===== Exercise data

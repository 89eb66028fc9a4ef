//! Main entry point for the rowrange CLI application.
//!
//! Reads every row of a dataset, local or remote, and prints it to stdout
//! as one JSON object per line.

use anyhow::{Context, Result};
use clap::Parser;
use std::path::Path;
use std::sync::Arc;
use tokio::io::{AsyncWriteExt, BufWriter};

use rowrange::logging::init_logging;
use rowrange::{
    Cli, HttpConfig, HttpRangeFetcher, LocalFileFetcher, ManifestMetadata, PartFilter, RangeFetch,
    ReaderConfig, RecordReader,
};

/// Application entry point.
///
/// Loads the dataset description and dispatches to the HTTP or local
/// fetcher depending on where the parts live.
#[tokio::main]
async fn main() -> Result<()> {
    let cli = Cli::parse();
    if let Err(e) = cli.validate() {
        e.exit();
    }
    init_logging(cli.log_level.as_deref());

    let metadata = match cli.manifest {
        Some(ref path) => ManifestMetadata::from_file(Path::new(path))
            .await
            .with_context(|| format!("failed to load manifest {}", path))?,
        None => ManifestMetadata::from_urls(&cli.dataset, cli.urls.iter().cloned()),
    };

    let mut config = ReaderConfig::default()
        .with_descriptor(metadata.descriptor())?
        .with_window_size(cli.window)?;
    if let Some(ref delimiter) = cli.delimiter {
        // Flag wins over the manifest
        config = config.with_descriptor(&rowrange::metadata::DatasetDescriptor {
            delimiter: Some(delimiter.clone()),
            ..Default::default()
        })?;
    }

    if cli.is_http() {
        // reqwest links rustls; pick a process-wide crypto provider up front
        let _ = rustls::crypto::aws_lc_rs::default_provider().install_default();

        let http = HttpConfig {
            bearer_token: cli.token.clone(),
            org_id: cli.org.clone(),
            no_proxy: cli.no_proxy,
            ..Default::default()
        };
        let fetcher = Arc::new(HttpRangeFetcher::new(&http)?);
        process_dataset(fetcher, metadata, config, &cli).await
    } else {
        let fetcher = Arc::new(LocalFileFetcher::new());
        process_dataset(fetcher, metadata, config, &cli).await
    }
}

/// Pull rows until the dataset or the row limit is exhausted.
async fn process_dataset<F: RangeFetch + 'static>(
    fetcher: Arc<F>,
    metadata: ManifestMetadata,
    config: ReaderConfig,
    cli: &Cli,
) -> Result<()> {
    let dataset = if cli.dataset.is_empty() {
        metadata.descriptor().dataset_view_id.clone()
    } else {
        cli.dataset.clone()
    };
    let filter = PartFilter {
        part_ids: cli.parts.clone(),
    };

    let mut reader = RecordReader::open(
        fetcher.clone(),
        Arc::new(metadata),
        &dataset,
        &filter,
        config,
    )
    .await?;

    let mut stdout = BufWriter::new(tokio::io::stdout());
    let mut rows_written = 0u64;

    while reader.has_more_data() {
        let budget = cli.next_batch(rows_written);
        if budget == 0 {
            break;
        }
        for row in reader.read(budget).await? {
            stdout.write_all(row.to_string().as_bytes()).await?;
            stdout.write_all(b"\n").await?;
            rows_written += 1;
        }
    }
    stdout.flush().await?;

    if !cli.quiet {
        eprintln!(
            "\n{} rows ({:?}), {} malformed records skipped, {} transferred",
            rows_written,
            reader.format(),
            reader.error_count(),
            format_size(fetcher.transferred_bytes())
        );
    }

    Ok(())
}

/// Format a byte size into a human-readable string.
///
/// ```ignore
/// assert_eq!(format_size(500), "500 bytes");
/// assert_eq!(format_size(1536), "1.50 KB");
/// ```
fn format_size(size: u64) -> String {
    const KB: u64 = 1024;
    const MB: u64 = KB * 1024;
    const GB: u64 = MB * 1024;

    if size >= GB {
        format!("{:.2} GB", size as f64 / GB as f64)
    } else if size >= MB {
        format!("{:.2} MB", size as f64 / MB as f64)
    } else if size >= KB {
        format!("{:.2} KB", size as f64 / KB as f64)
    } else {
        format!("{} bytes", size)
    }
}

==========
===== Exercise data

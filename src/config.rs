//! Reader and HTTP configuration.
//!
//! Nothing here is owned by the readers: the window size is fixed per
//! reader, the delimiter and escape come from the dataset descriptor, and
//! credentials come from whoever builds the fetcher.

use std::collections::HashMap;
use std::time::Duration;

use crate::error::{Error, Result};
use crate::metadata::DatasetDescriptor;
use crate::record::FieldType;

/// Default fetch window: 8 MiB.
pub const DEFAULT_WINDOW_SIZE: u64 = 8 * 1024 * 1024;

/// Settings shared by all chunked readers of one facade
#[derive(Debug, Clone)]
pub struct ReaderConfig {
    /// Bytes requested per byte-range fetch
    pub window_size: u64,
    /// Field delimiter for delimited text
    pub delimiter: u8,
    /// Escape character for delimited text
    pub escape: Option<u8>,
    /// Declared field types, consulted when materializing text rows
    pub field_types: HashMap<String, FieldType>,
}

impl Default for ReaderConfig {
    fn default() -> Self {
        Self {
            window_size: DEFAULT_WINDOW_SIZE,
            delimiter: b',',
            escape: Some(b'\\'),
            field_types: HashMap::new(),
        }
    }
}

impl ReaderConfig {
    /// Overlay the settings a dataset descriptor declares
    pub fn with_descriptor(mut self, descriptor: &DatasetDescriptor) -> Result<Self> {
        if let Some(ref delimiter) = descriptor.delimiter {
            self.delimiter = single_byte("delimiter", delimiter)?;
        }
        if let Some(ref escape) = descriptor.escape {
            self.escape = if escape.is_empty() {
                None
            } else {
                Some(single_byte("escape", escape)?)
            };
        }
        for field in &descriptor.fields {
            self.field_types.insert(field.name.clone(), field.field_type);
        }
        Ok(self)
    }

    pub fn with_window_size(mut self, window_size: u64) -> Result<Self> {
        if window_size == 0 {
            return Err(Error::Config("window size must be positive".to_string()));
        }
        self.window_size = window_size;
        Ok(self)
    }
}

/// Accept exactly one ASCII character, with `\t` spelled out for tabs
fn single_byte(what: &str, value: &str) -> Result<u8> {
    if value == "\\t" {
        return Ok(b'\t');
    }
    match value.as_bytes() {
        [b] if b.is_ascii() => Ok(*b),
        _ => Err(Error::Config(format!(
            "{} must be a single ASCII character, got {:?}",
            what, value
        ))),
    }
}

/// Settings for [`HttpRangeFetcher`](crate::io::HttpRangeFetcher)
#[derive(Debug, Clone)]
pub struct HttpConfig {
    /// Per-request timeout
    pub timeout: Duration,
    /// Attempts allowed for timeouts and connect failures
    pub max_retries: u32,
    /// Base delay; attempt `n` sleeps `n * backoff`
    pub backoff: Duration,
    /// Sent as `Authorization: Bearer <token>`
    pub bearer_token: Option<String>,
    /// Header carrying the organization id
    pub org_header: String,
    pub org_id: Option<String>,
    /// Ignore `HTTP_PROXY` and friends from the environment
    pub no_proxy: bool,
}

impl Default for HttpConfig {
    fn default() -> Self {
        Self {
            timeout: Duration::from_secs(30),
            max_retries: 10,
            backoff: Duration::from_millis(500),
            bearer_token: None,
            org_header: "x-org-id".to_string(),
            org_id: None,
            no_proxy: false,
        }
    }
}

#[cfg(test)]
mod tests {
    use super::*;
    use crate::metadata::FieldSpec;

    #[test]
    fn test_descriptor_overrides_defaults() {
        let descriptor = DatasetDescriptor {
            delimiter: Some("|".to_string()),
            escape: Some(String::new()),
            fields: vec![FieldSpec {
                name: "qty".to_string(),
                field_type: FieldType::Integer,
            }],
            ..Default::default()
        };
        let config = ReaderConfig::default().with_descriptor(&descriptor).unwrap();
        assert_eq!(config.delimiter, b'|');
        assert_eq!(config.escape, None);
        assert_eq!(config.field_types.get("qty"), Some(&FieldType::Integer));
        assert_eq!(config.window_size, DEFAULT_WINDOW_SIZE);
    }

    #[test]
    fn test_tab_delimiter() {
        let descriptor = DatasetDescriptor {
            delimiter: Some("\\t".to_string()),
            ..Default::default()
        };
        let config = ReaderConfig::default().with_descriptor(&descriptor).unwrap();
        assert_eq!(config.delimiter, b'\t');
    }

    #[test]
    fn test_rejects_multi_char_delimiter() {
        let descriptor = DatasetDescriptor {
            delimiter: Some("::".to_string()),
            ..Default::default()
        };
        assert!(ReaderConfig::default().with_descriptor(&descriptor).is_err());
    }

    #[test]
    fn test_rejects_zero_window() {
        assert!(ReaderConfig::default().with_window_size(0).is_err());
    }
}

==========
===== Exercise data

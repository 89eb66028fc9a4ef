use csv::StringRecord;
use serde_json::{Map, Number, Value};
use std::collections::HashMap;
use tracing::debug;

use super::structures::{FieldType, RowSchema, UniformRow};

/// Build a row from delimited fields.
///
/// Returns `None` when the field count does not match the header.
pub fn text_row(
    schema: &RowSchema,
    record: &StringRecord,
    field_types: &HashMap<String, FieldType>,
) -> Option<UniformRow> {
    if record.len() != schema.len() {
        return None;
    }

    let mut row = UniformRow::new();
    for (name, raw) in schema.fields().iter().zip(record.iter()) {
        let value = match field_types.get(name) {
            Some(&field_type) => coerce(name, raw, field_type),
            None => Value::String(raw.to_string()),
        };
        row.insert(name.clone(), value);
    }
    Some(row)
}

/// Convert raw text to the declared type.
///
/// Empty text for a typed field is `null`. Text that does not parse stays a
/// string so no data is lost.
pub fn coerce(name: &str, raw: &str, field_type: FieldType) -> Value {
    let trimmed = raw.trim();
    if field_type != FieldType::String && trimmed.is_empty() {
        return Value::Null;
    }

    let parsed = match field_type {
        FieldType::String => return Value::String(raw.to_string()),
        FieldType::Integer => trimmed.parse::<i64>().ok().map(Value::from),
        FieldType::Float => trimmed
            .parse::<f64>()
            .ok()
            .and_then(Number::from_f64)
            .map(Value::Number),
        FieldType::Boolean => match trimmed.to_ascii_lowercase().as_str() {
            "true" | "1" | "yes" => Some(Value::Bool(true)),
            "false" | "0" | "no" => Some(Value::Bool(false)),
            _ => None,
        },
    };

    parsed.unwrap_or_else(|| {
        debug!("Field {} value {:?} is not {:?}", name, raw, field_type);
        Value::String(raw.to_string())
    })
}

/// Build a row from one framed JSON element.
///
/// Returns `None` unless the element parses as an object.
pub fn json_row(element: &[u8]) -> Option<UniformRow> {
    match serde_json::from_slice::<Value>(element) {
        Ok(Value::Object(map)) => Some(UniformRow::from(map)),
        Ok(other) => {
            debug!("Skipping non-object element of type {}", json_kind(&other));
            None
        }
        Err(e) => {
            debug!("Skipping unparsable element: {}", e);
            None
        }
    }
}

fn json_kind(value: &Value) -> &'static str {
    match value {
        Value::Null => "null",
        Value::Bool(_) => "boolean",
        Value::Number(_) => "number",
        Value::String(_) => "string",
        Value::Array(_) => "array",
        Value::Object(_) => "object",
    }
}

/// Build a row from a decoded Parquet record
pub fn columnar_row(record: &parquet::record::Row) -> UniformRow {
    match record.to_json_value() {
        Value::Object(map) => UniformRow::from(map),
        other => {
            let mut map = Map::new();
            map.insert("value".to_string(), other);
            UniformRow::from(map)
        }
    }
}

==========

- Problem to solve
Among the entries, find every line holding "tokio" and return it.

- Solution for this problem
use tokio::io::{AsyncWriteExt, BufWriter};
#[tokio::main]
    let mut stdout = BufWriter::new(tokio::io::stdout());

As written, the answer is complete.